▸ **Data supplied**
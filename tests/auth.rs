mod support;

use iproto_client::frame::body_key;
use iproto_client::{Config, Endpoint, Opcode};
use rmpv::Value;
use sha1::{Digest, Sha1};
use support::requests::Ping;
use support::{data_body, field, id_response, FakeServer, DEFAULT_SALT};

fn expected_scramble(salt: &[u8], password: &[u8]) -> [u8; 20] {
    let sha1_pw = Sha1::digest(password);
    let sha1_sha1_pw = Sha1::digest(sha1_pw);
    let mut salted = Vec::with_capacity(salt.len() + sha1_sha1_pw.len());
    salted.extend_from_slice(salt);
    salted.extend_from_slice(&sha1_sha1_pw);
    let step3 = Sha1::digest(&salted);
    let mut out = [0u8; 20];
    for i in 0..20 {
        out[i] = sha1_pw[i] ^ step3[i];
    }
    out
}

#[tokio::test]
async fn chap_sha1_scramble_matches_salt_and_password() {
    let server = FakeServer::bind().await;
    let config = Config::builder(Endpoint::new(server.host(), server.port()))
        .credentials("alice", "hunter2")
        .build();

    let server_task = tokio::spawn(async move {
        let mut conn = server.accept().await;
        conn.send_greeting_with_salt(&DEFAULT_SALT).await;

        let (auth_header, body) = conn.expect(Opcode::Auth).await;
        assert_eq!(field(&body, body_key::USER_NAME), Some(&Value::from("alice")));

        let tuple = field(&body, body_key::TUPLE).and_then(|v| v.as_array()).expect("tuple");
        assert_eq!(tuple[0], Value::from("chap-sha1"));
        let scramble = match &tuple[1] {
            Value::Binary(bytes) => bytes.as_slice(),
            other => panic!("expected binary scramble, got {other:?}"),
        };
        assert_eq!(scramble, expected_scramble(&DEFAULT_SALT, b"hunter2"));

        conn.reply_ok(auth_header.sync, Value::Map(vec![])).await;

        let (id_header, _) = conn.expect(Opcode::Id).await;
        conn.reply_ok(id_header.sync, id_response(4, &[0, 1, 2, 3])).await;

        let (ping_header, _) = conn.expect(Opcode::Ping).await;
        conn.reply_ok(ping_header.sync, data_body(vec![])).await;
    });

    let client = iproto_client::Connection::connect(config).await.expect("connect");
    client.submit(Ping).await.expect("ping after auth");

    server_task.await.expect("server task panicked");
    client.close().await;
}

#[tokio::test]
async fn rejected_credentials_surface_as_auth_error() {
    let server = FakeServer::bind().await;
    let config = Config::builder(Endpoint::new(server.host(), server.port()))
        .credentials("alice", "wrong")
        .build();

    let server_task = tokio::spawn(async move {
        let mut conn = server.accept().await;
        conn.send_greeting().await;
        let (auth_header, _) = conn.expect(Opcode::Auth).await;
        conn.reply_error(auth_header.sync, 42, "Incorrect password").await;
    });

    let err = iproto_client::Connection::connect(config).await.expect_err("auth should fail");
    assert!(matches!(err, iproto_client::Error::Auth(_)));

    server_task.await.expect("server task panicked");
}
//! Core connection engine for a MessagePack-based binary database wire
//! protocol: a full-duplex, pipelined, authenticated TCP client that
//! multiplexes requests by sync id, caches the remote schema, manages
//! transactional streams, dispatches watcher push events, and reconnects
//! automatically on transport failure.
//!
//! This crate implements the engine only. Building request bodies for
//! specific operations (`SELECT`, `INSERT`, `CALL`, SQL, …) is left to
//! collaborating crates that implement [`Request`]; this crate drives
//! whatever they hand it across the wire.

mod connection;
mod dialer;
mod reader;
mod registry;
mod schema_decode;
mod transport;
mod writer;

pub mod codec;
pub mod config;
pub mod error;
pub mod frame;
pub mod framer;
pub mod request;
pub mod schema;
pub mod stream;
pub mod watcher;

pub use config::{Backoff, Config, Credentials, Endpoint};
pub use connection::{ConnState, Connection};
pub use error::{Error, Result};
pub use frame::Opcode;
pub use request::{CancelToken, IndexRef, Request, SchemaResolver, SpaceRef};
pub use schema::{FieldDef, IndexRecord, KeyPart, SchemaSnapshot, SpaceRecord};
pub use stream::StreamHandle;
pub use watcher::{WatcherHandler, WatcherToken};
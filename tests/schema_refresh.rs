mod support;

use iproto_client::frame::body_key;
use iproto_client::{Config, Endpoint, Opcode};
use rmpv::Value;
use support::requests::Select;
use support::{data_body, field, id_response, vindex_row, vspace_row, FakeServer};

/// A server reporting protocol version 2 never gets name-based addressing:
/// the client must resolve "test"/"primary" against `_vspace`/`_vindex`
/// itself, and concurrent lookups against a cold cache must still only pay
/// for one refresh round trip.
#[tokio::test]
async fn concurrent_lookups_against_a_cold_cache_refresh_exactly_once() {
    let server = FakeServer::bind().await;
    let config = Config::builder(Endpoint::new(server.host(), server.port())).build();

    let server_task = tokio::spawn(async move {
        let mut conn = server.accept().await;
        conn.send_greeting().await;

        let (id_header, _) = conn.expect(Opcode::Id).await;
        conn.reply_ok(id_header.sync, id_response(2, &[0, 1])).await;

        let (vspace_header, body) = conn.expect(Opcode::Select).await;
        assert_eq!(field(&body, body_key::SPACE_ID), Some(&Value::from(281u32)));
        conn.reply_ok(vspace_header.sync, data_body(vec![vspace_row(512, "test")])).await;

        let (vindex_header, body) = conn.expect(Opcode::Select).await;
        assert_eq!(field(&body, body_key::SPACE_ID), Some(&Value::from(289u32)));
        conn.reply_ok(vindex_header.sync, data_body(vec![vindex_row(512, 0, "primary")])).await;

        for _ in 0..3 {
            let (select_header, body) = conn.expect(Opcode::Select).await;
            assert_eq!(field(&body, body_key::SPACE_ID), Some(&Value::from(512u32)));
            assert_eq!(field(&body, body_key::INDEX_ID), Some(&Value::from(0u32)));
            let row = Value::Array(vec![Value::from(1i64), Value::from("a")]);
            conn.reply_ok(select_header.sync, data_body(vec![row])).await;
        }
    });

    let client = iproto_client::Connection::connect(config).await.expect("connect");

    let (a, b, c) = tokio::join!(
        client.submit(Select::by_name("test", "primary", vec![Value::from(1i64)])),
        client.submit(Select::by_name("test", "primary", vec![Value::from(1i64)])),
        client.submit(Select::by_name("test", "primary", vec![Value::from(1i64)])),
    );
    a.expect("select a succeeds");
    b.expect("select b succeeds");
    c.expect("select c succeeds");

    server_task.await.expect("server task panicked");
    client.close().await;
}
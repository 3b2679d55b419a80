//! Dial target, credentials, and policy knobs, assembled through a
//! `Builder`: an options struct with chained setters and a `build()` that
//! fills in defaults.

use std::time::Duration;

/// `host:port` (or a bare socket path in future transports) the dialer
/// connects to.
#[derive(Debug, Clone)]
pub struct Endpoint {
    pub host: String,
    pub port: u16,
}

impl Endpoint {
    pub fn new(host: impl Into<String>, port: u16) -> Endpoint {
        Endpoint {
            host: host.into(),
            port,
        }
    }
}

impl std::fmt::Display for Endpoint {
    fn fmt(&self, f: &mut std::fmt::Formatter<'_>) -> std::fmt::Result {
        write!(f, "{}:{}", self.host, self.port)
    }
}

#[derive(Debug, Clone)]
pub struct Credentials {
    pub user: String,
    pub password: String,
}

#[derive(Debug, Clone)]
pub struct Backoff {
    pub base: Duration,
    pub factor: f64,
    pub max: Duration,
    pub jitter: f64,
}

impl Backoff {
    /// Delay before the `attempt`-th (0-indexed) reconnect try.
    pub fn delay_for(&self, attempt: u32) -> Duration {
        let raw = self.base.as_secs_f64() * self.factor.powi(attempt as i32);
        let capped = raw.min(self.max.as_secs_f64());
        let jitter_span = capped * self.jitter;
        let jittered = capped + (rand::random::<f64>() * 2.0 - 1.0) * jitter_span;
        Duration::from_secs_f64(jittered.max(0.0))
    }
}

impl Default for Backoff {
    fn default() -> Self {
        Backoff {
            base: Duration::from_millis(100),
            factor: 2.0,
            max: Duration::from_secs(30),
            jitter: 0.2,
        }
    }
}

/// Immutable, cloneable connection configuration.
#[derive(Debug, Clone)]
pub struct Config {
    pub endpoint: Endpoint,
    pub credentials: Option<Credentials>,
    pub connect_timeout: Duration,
    pub default_deadline: Option<Duration>,
    pub backoff: Backoff,
    pub max_reconnect_attempts: Option<u32>,
    pub writer_queue_capacity: usize,
    pub required_features: Vec<u32>,
    pub idempotent_by_default: bool,
    #[cfg(feature = "tls")]
    pub tls: Option<std::sync::Arc<tokio_rustls::rustls::ClientConfig>>,
}

impl Config {
    pub fn builder(endpoint: Endpoint) -> Builder {
        Builder::new(endpoint)
    }
}

/// Builds a [`Config`]: a plain struct of fields with chained `&mut self`
/// setters, finished off with `.build()`.
#[derive(Debug, Clone)]
pub struct Builder {
    endpoint: Endpoint,
    credentials: Option<Credentials>,
    connect_timeout: Duration,
    default_deadline: Option<Duration>,
    backoff: Backoff,
    max_reconnect_attempts: Option<u32>,
    writer_queue_capacity: usize,
    required_features: Vec<u32>,
    idempotent_by_default: bool,
    #[cfg(feature = "tls")]
    tls: Option<std::sync::Arc<tokio_rustls::rustls::ClientConfig>>,
}

impl Builder {
    pub fn new(endpoint: Endpoint) -> Builder {
        Builder {
            endpoint,
            credentials: None,
            connect_timeout: Duration::from_secs(30),
            default_deadline: None,
            backoff: Backoff::default(),
            max_reconnect_attempts: None,
            writer_queue_capacity: 1024,
            required_features: Vec::new(),
            idempotent_by_default: false,
            #[cfg(feature = "tls")]
            tls: None,
        }
    }

    pub fn credentials(&mut self, user: impl Into<String>, password: impl Into<String>) -> &mut Self {
        self.credentials = Some(Credentials {
            user: user.into(),
            password: password.into(),
        });
        self
    }

    pub fn connect_timeout(&mut self, timeout: Duration) -> &mut Self {
        self.connect_timeout = timeout;
        self
    }

    pub fn default_deadline(&mut self, deadline: Duration) -> &mut Self {
        self.default_deadline = Some(deadline);
        self
    }

    pub fn backoff(&mut self, backoff: Backoff) -> &mut Self {
        self.backoff = backoff;
        self
    }

    pub fn max_reconnect_attempts(&mut self, max: u32) -> &mut Self {
        self.max_reconnect_attempts = Some(max);
        self
    }

    pub fn writer_queue_capacity(&mut self, capacity: usize) -> &mut Self {
        self.writer_queue_capacity = capacity;
        self
    }

    pub fn require_feature(&mut self, feature: u32) -> &mut Self {
        self.required_features.push(feature);
        self
    }

    pub fn idempotent_by_default(&mut self, value: bool) -> &mut Self {
        self.idempotent_by_default = value;
        self
    }

    #[cfg(feature = "tls")]
    pub fn tls(&mut self, tls_config: std::sync::Arc<tokio_rustls::rustls::ClientConfig>) -> &mut Self {
        self.tls = Some(tls_config);
        self
    }

    pub fn build(&self) -> Config {
        Config {
            endpoint: self.endpoint.clone(),
            credentials: self.credentials.clone(),
            connect_timeout: self.connect_timeout,
            default_deadline: self.default_deadline,
            backoff: self.backoff.clone(),
            max_reconnect_attempts: self.max_reconnect_attempts,
            writer_queue_capacity: self.writer_queue_capacity,
            required_features: self.required_features.clone(),
            idempotent_by_default: self.idempotent_by_default,
            #[cfg(feature = "tls")]
            tls: self.tls.clone(),
        }
    }
}
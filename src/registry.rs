//! Sync id allocation and the outstanding-waiter map.
//!
//! A flat map keyed by the sync id the wire protocol assigns meaning to,
//! guarded by a single mutex whose critical sections never hold the lock
//! across an `.await`.

use std::sync::atomic::{AtomicU32, Ordering};
use std::sync::Mutex;

use bytes::Bytes;
use fnv::FnvHashMap;
use tokio::sync::oneshot;

use crate::error::Error;

/// Returned when the sync counter for this connection generation has been
/// exhausted. Wrapping is prohibited; the caller must reconnect (bumping
/// the generation) to get a fresh counter.
#[derive(Debug)]
pub struct SyncSpaceExhausted;

struct Waiter {
    tx: oneshot::Sender<Result<Bytes, Error>>,
    idempotent: bool,
}

/// Allocates sync ids and tracks outstanding waiters for one connection
/// generation. A new `RequestRegistry` is created each time the supervisor
/// establishes a fresh generation.
pub struct RequestRegistry {
    next_sync: AtomicU32,
    waiters: Mutex<FnvHashMap<u32, Waiter>>,
    /// Partial bodies accumulated for a sync that has received one or more
    /// `IPROTO_CHUNK` frames but not yet its terminating response.
    chunks: Mutex<FnvHashMap<u32, Vec<Bytes>>>,
}

impl RequestRegistry {
    pub fn new() -> RequestRegistry {
        // Sync 0 is reserved (never assigned) so it can be used as a
        // sentinel in tests and logs.
        RequestRegistry {
            next_sync: AtomicU32::new(1),
            waiters: Mutex::new(FnvHashMap::default()),
            chunks: Mutex::new(FnvHashMap::default()),
        }
    }

    /// Stash a partial body for `sync`; it stays pending until the
    /// terminating (non-chunk) frame for the same sync arrives.
    pub fn append_chunk(&self, sync: u32, body: Bytes) {
        self.chunks.lock().unwrap().entry(sync).or_default().push(body);
    }

    /// Drain any chunks accumulated for `sync`, oldest first.
    pub fn take_chunks(&self, sync: u32) -> Vec<Bytes> {
        self.chunks.lock().unwrap().remove(&sync).unwrap_or_default()
    }

    /// Allocate the next strictly increasing sync id.
    pub fn alloc_sync(&self) -> Result<u32, SyncSpaceExhausted> {
        let sync = self.next_sync.fetch_add(1, Ordering::Relaxed);
        if sync == u32::MAX {
            return Err(SyncSpaceExhausted);
        }
        Ok(sync)
    }

    /// Register a waiter for `sync`, returning the receiving half of its
    /// completion channel. Invariant: at most one live waiter per sync per
    /// generation — callers only ever pass a sync just returned by
    /// [`alloc_sync`], so this cannot collide.
    pub fn register(&self, sync: u32, idempotent: bool) -> oneshot::Receiver<Result<Bytes, Error>> {
        let (tx, rx) = oneshot::channel();
        let mut waiters = self.waiters.lock().unwrap();
        waiters.insert(sync, Waiter { tx, idempotent });
        rx
    }

    /// Deliver a response body (or error) to the waiter for `sync`, if one
    /// is still live. Returns `false` if the sync was unknown — the caller
    /// should treat that as an unsolicited response.
    pub fn complete(&self, sync: u32, result: Result<Bytes, Error>) -> bool {
        let waiter = {
            let mut waiters = self.waiters.lock().unwrap();
            waiters.remove(&sync)
        };
        match waiter {
            Some(waiter) => {
                // The receiver may have been dropped (caller cancelled); a
                // send error here just means the response is discarded.
                let _ = waiter.tx.send(result);
                true
            }
            None => false,
        }
    }

    /// Remove the waiter for `sync` without completing it — used both for
    /// explicit cancellation and for deadline expiry, where the `submit`
    /// future itself already observed the failure via a racing timer.
    pub fn cancel(&self, sync: u32) {
        self.waiters.lock().unwrap().remove(&sync);
        self.chunks.lock().unwrap().remove(&sync);
    }

    /// Fail every outstanding waiter, as happens on shutdown or when a
    /// generation is torn down for reconnect. `transient` is true only for
    /// a reconnect (as opposed to a user abort or exhausted retries); a
    /// waiter whose request was marked idempotent is told it is retryable
    /// only when the shutdown is itself transient.
    pub fn fail_all(&self, transient: bool) {
        let waiters: Vec<Waiter> = {
            let mut waiters = self.waiters.lock().unwrap();
            waiters.drain().map(|(_, w)| w).collect()
        };
        for waiter in waiters {
            let retryable = transient && waiter.idempotent;
            let _ = waiter.tx.send(Err(Error::ConnectionClosed { retryable }));
        }
        self.chunks.lock().unwrap().clear();
    }

    #[cfg(test)]
    pub fn outstanding(&self) -> usize {
        self.waiters.lock().unwrap().len()
    }
}

impl Default for RequestRegistry {
    fn default() -> Self {
        Self::new()
    }
}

▸ **What needs to be done**
Keeping every character as it is, restate the lines above that run from the line with "same sync arrives." through the line with "just returned by", both included, and nothing else.

▸ **Answer area**
    /// terminating (non-chunk) frame for the same sync arrives.
    pub fn append_chunk(&self, sync: u32, body: Bytes) {
        self.chunks.lock().unwrap().entry(sync).or_default().push(body);
    }

    /// Drain any chunks accumulated for `sync`, oldest first.
    pub fn take_chunks(&self, sync: u32) -> Vec<Bytes> {
        self.chunks.lock().unwrap().remove(&sync).unwrap_or_default()
    }

    /// Allocate the next strictly increasing sync id.
    pub fn alloc_sync(&self) -> Result<u32, SyncSpaceExhausted> {
        let sync = self.next_sync.fetch_add(1, Ordering::Relaxed);
        if sync == u32::MAX {
            return Err(SyncSpaceExhausted);
        }
        Ok(sync)
    }

    /// Register a waiter for `sync`, returning the receiving half of its
    /// completion channel. Invariant: at most one live waiter per sync per
    /// generation — callers only ever pass a sync just returned by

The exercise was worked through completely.